Their pet god, barely above the level of sea monkeys or chia pets, follows their whims and has the epistemological reach of a four year-old asking "why?" so this trained monkey of a deity plays whatever role these rotten morons want it to play, from Gozilla-like in the rapture or chilblain healer to designer of groups of life by using its magical etch-a-sketch. The earth have never seen falser people that these pious wrecks when matters of religion are considered. I hope whatever god might be can forgive them.
Just curious, and by no means wanting to start a flame (it is a honest question), do you think the guy in your Avatar (forget his name) was an idiot, or maybe a visionary who got unlucky. I watched the film and can't help feeling of all the places to go and be alone in the wilderness, the Arctic was not such a good idea.
 
Has it been clarified enough, yet, to remove your confusion in the end?


ETA: It really is as simple as... 1) false claim was made before, then quoted in the post, 2) false part of the quoted claim was refuted, 3) OP was responded to. Others later ignored the quoted claim and decided to rip a phrase out of context from the refutation that mirrored that from JoeBentley's claim to come up with something of a nonsensical position to question me about.
yes! lol.
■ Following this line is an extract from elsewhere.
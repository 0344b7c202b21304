pub mod field_validator;

pub use field_validator::*;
Lot of fuss and nonsense about nothing really.
 
Just curious, and by no means wanting to start a flame (it is a honest question), do you think the guy in your Avatar (forget his name) was an idiot, or maybe a visionary who got unlucky. I watched the film and can't help feeling of all the places to go and be alone in the wilderness, the Arctic was not such a good idea.

What!?

He reminds me of the perils of finding all the right answers to the most absolutely wrong questions. In that department, the kid's the patron saint.
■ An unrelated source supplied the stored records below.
//! 聚合管道指标收集模块
//!
//! 基于 Summary 收集和统计每个聚合周期的运行指标。

use std::collections::HashMap;

use contracts::{CongestionAlert, SourceId, Summary};
use metrics::{counter, gauge, histogram};

/// 从 Summary 记录指标
///
/// 每个非空聚合周期调用一次。
///
/// # Example
///
/// ```ignore
/// use observability::metrics::record_cycle;
///
/// if let Some(summary) = summarize(cycle, &batch, threshold) {
///     record_cycle(&summary);
/// }
/// ```
pub fn record_cycle(summary: &Summary) {
    counter!("traffic_cycles_total", "outcome" => "summary").increment(1);
    gauge!("traffic_last_cycle").set(summary.cycle as f64);

    histogram!("traffic_cycle_readings").record(summary.count as f64);
    counter!("traffic_readings_aggregated_total").increment(summary.count as u64);

    gauge!("traffic_cycle_average").set(f64::from(summary.average));
    gauge!("traffic_cycle_min").set(f64::from(summary.min));
    gauge!("traffic_cycle_max").set(f64::from(summary.max));

    gauge!("traffic_cycle_alerts").set(summary.alerts.len() as f64);
}

/// 记录空周期 (无数据，不产生输出)
pub fn record_empty_cycle() {
    counter!("traffic_cycles_total", "outcome" => "empty").increment(1);
}

/// 记录数据提交
pub fn record_reading_submitted(source_id: SourceId) {
    counter!(
        "traffic_readings_submitted_total",
        "source_id" => source_id.to_string()
    )
    .increment(1);
}

/// 记录拥堵告警
pub fn record_alert(alert: &CongestionAlert) {
    counter!(
        "traffic_congestion_alerts_total",
        "source_id" => alert.source_id.to_string()
    )
    .increment(1);
}

/// 记录持久化失败
pub fn record_persistence_failure(sink_name: &str) {
    counter!(
        "traffic_persistence_failures_total",
        "sink" => sink_name.to_string()
    )
    .increment(1);
}

/// 周期指标聚合器
///
/// 在内存中聚合指标，便于在运行结束时输出摘要。
#[derive(Debug, Clone, Default)]
pub struct CycleMetricsAggregator {
    /// 总周期数 (含空周期)
    pub total_cycles: u64,

    /// 空周期数
    pub empty_cycles: u64,

    /// 聚合的数据总数
    pub total_readings: u64,

    /// 告警总数
    pub total_alerts: u64,

    /// 周期平均值统计
    pub average_stats: RunningStats,

    /// 每周期数据量统计
    pub batch_size_stats: RunningStats,

    /// 各数据源告警次数
    pub alert_counts: HashMap<SourceId, u64>,
}

impl CycleMetricsAggregator {
    /// 创建新的聚合器
    pub fn new() -> Self {
        Self::default()
    }

    /// 更新聚合统计
    pub fn update(&mut self, summary: &Summary) {
        self.total_cycles += 1;
        self.total_readings += summary.count as u64;
        self.total_alerts += summary.alerts.len() as u64;

        self.average_stats.push(f64::from(summary.average));
        self.batch_size_stats.push(summary.count as f64);

        for alert in &summary.alerts {
            *self.alert_counts.entry(alert.source_id).or_insert(0) += 1;
        }
    }

    /// 记录空周期
    pub fn update_empty(&mut self) {
        self.total_cycles += 1;
        self.empty_cycles += 1;
    }

    /// 生成摘要报告
    pub fn summary(&self) -> MetricsSummary {
        let mut alert_counts: Vec<(SourceId, u64)> =
            self.alert_counts.iter().map(|(k, v)| (*k, *v)).collect();
        alert_counts.sort_unstable();

        MetricsSummary {
            total_cycles: self.total_cycles,
            empty_cycles: self.empty_cycles,
            total_readings: self.total_readings,
            total_alerts: self.total_alerts,
            alert_rate: if self.total_readings > 0 {
                self.total_alerts as f64 / self.total_readings as f64 * 100.0
            } else {
                0.0
            },
            cycle_average: StatsSummary::from(&self.average_stats),
            batch_size: StatsSummary::from(&self.batch_size_stats),
            source_alert_counts: alert_counts,
        }
    }

    /// 重置统计
    pub fn reset(&mut self) {
        *self = Self::default();
    }
}

/// 指标摘要
#[derive(Debug, Clone, Default)]
pub struct MetricsSummary {
    pub total_cycles: u64,
    pub empty_cycles: u64,
    pub total_readings: u64,
    pub total_alerts: u64,
    pub alert_rate: f64,
    pub cycle_average: StatsSummary,
    pub batch_size: StatsSummary,
    pub source_alert_counts: Vec<(SourceId, u64)>,
}

impl std::fmt::Display for MetricsSummary {
    fn fmt(&self, f: &mut std::fmt::Formatter<'_>) -> std::fmt::Result {
        writeln!(f, "=== Aggregation Metrics Summary ===")?;
        writeln!(
            f,
            "Cycles: {} ({} empty)",
            self.total_cycles, self.empty_cycles
        )?;
        writeln!(f, "Readings aggregated: {}", self.total_readings)?;
        writeln!(
            f,
            "Congestion alerts: {} ({:.2}%)",
            self.total_alerts, self.alert_rate
        )?;
        writeln!(f, "Cycle average: {}", self.cycle_average)?;
        writeln!(f, "Batch size: {}", self.batch_size)?;

        if !self.source_alert_counts.is_empty() {
            writeln!(f, "Alerts per source:")?;
            for (source, count) in &self.source_alert_counts {
                writeln!(f, "  {}: {}", source, count)?;
            }
        }

        Ok(())
    }
}

/// 统计摘要
#[derive(Debug, Clone, Default)]
pub struct StatsSummary {
    pub count: u64,
    pub min: f64,
    pub max: f64,
    pub mean: f64,
    pub std_dev: f64,
}

impl From<&RunningStats> for StatsSummary {
    fn from(stats: &RunningStats) -> Self {
        Self {
            count: stats.count,
            min: stats.min,
            max: stats.max,
            mean: stats.mean(),
            std_dev: stats.std_dev(),
        }
    }
}

impl std::fmt::Display for StatsSummary {
    fn fmt(&self, f: &mut std::fmt::Formatter<'_>) -> std::fmt::Result {
        if self.count == 0 {
            write!(f, "N/A")
        } else {
            write!(
                f,
                "min={:.2}, max={:.2}, mean={:.2}, std={:.2} (n={})",
                self.min, self.max, self.mean, self.std_dev, self.count
            )
        }
    }
}

/// 在线统计计算器 (Welford's algorithm)
#[derive(Debug, Clone, Default)]
pub struct RunningStats {
    count: u64,
    mean: f64,
    m2: f64,
    min: f64,
    max: f64,
}

impl RunningStats {
    /// 添加新值
    pub fn push(&mut self, value: f64) {
        self.count += 1;

        if self.count == 1 {
            self.min = value;
            self.max = value;
            self.mean = value;
            self.m2 = 0.0;
        } else {
            self.min = self.min.min(value);
            self.max = self.max.max(value);

            let delta = value - self.mean;
            self.mean += delta / self.count as f64;
            let delta2 = value - self.mean;
            self.m2 += delta * delta2;
        }
    }

    /// 样本数量
    pub fn count(&self) -> u64 {
        self.count
    }

    /// 均值
    pub fn mean(&self) -> f64 {
        if self.count == 0 {
            0.0
        } else {
            self.mean
        }
    }

    /// 方差
    pub fn variance(&self) -> f64 {
        if self.count < 2 {
            0.0
        } else {
            self.m2 / (self.count - 1) as f64
        }
    }

    /// 标准差
    pub fn std_dev(&self) -> f64 {
        self.variance().sqrt()
    }

    /// 最小值
    pub fn min(&self) -> f64 {
        self.min
    }

    /// 最大值
    pub fn max(&self) -> f64 {
        self.max
    }
}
About what he was and why he did it, he's just a latent homosexual looking for identifying with a suppose alpha male hidden in the primitive layers of his self. He looked for the adequate settings to provoke that ... but the real dampened he took control. A modern Greek tragedy depicted with a romantic aura and a legend inspired in who just was a narcissistic bululú in real life.
 
yes! lol. Lot of fuss and nonsense about nothing really.

No, it was a seeking of clarity, nothing more. There was never an attempt at ripping a position apart, just a seeking of understanding of the poster's point. Not every questioning of someone's post is an attempt to pull the argument down, although some posters do behave as though it is. I still, even now, don't understand why the (trivial) point was made in the way it was.
 
What!?

He reminds me of the perils of finding all the right answers to the most absolutely wrong questions. In that department, the kid's the patron saint.

About what he was and why he did it, he's just a latent homosexual looking for identifying with a suppose alpha male hidden in the primitive layers of his self. He looked for the adequate settings to provoke that ... but the real dampened he took control. A modern Greek tragedy depicted with a romantic aura and a legend inspired in who just was a narcissistic bululú in real life.
I think I'm afraid I asked. I did think he was a bit of a spoiled dick from the film though.
 
I think I'm afraid I asked. I did think he was a bit of a spoiled dick from the film though.

The archetypical tragic figure of the latter part of the twentieth century. A sad story. Incidentally, that photograph with such an arrogant look was taken less than 15 days before his demise. A locomotive speeding towards the cliff.
 
The archetypical tragic figure of the latter part of the twentieth century. A sad story. Incidentally, that photograph with such an arrogant look was taken less than 15 days before his demise. A locomotive speeding towards the cliff.

For those of us who find this curiously fascinating but can't identify the photograph, whom are we talking about?